Diese Definition ist in ihrer Allgemeinheit nicht allzu hilfreich - wir haben noch nicht einmal definiert, was eine Turing-Maschine ist.

Eine Turing-Maschine kann als eine Maschine beschrieben werden, die ein Band von Anweisungen liest und auf dieses Band schreiben kann. Abhängig davon, was sie liest, kann sie vorwärts bewegen, rückwärts bewegen oder anhalten (wenn das Band einen vordefinierten Zustand erreicht hat). Das Schöne daran ist, dass dieses Setup in einen vollständig mathematischen Rahmen gestellt werden kann.

Hilfreicher und gebräuchlicher ist es, die Implikationen dieser Definition zu betrachten, um zu überprüfen, ob ein Verfahren zumindest die notwendigen Bedingungen für einen Algorithmus erfüllt

  • Der Algorithmus wird durch endlich viele Anweisungen beschrieben (Endlichkeit).
  • Jeder Schritt ist durchführbar.
  • Der Algorithmus erfordert eine endliche Menge an Speicher.
  • Er wird nach endlich vielen Schritten beendet.
  • In jedem Schritt ist der nächste Schritt eindeutig definiert (Determiniertheit).
  • Für denselben Anfangszustand wird er im selben Endzustand anhalten (Bestimmtheit).

Somit könnte eine informelle, gute Praxisdefinition eines Algorithmus sein

Definition 1.2 (Algorithmus -- informell) Ein Verfahren aus endlich vielen Anweisungen wird als Algorithmus bezeichnet, wenn es eine bestimmte Lösung – falls sie existiert – zu einem Problem in endlich vielen Schritten berechnet.

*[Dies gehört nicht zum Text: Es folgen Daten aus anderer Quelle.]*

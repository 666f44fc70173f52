use crate::channels::server_command::ServerCommand;
use crate::channels::SharedBroker;
use async_trait::async_trait;
use broker::BrokerConfig;
use flume::Sender;
use std::time::Duration;
use tokio::time;
use tracing::{debug, error, info};

/// Periodically reassigns stream partitions across the live receivers of
/// every receiver group, kicking the ones that stopped knocking.
pub struct GroupsRebalancer {
    interval: u64,
    sender: Sender<RebalanceGroupsCommand>,
}

#[derive(Debug, Default, Clone)]
pub struct RebalanceGroupsCommand;

#[derive(Debug, Default, Clone)]
pub struct RebalanceGroupsExecutor;

impl GroupsRebalancer {
    pub fn new(interval: u64, sender: Sender<RebalanceGroupsCommand>) -> Self {
        Self { interval, sender }
    }

    pub fn start(&self) {
        let interval = self.interval.max(1);
        let sender = self.sender.clone();
        info!("Receiver groups will be rebalanced every {interval} seconds.");
        tokio::spawn(async move {
            let mut interval_timer = time::interval(Duration::from_secs(interval));
            loop {
                // The first tick fires immediately, so a rebalance runs at
                // startup rather than a full interval later.
                interval_timer.tick().await;
                sender.send(RebalanceGroupsCommand).unwrap_or_else(|error| {
                    error!("Failed to send RebalanceGroupsCommand. Error: {error}");
                });
            }
        });
    }
}

#[async_trait]
impl ServerCommand<RebalanceGroupsCommand> for RebalanceGroupsExecutor {
    async fn execute(&mut self, broker: &SharedBroker, _command: RebalanceGroupsCommand) {
        debug!("Rebalancing receiver groups...");
        if let Err(error) = broker.rebalance().await {
            error!("Failed to rebalance receiver groups. Error: {error}");
        }
    }

    fn start_command_sender(
        &mut self,
        _broker: SharedBroker,
        config: &BrokerConfig,
        sender: Sender<RebalanceGroupsCommand>,
    ) {
        let rebalancer = GroupsRebalancer::new(config.global.rebalance_interval, sender);
        rebalancer.start();
    }

    fn start_command_consumer(
        mut self,
        broker: SharedBroker,
        _config: &BrokerConfig,
        receiver: flume::Receiver<RebalanceGroupsCommand>,
    ) {
        tokio::spawn(async move {
            while let Ok(command) = receiver.recv_async().await {
                self.execute(&broker, command).await;
            }
            info!("Groups rebalancer receiver stopped.");
        });
    }
}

Beachten Sie, wie einige Eigenschaften (wie endlich viele Anweisungen) a priori angenommen werden.

Als informellere Verweise auf Algorithmen werden wir die Begriffe (numerische) Methode oder Schema verwenden, um ein Verfahren durch Auflistung seiner zugrundeliegenden Ideen und Unterprozeduren anzusprechen, wobei Algorithmus sich auf eine spezifische Realisierung einer Methode bezieht.

Weiterhin unterscheiden wir

  • direkte Methoden – die die Lösung exakt berechnen (wie die Lösung eines linearen Systems durch Gauß-Elimination) und
  • iterative Methoden – die iterativ eine Folge von Annäherungen an die Lösung berechnen (wie die Berechnung von Wurzeln mit einem Newton-Schema).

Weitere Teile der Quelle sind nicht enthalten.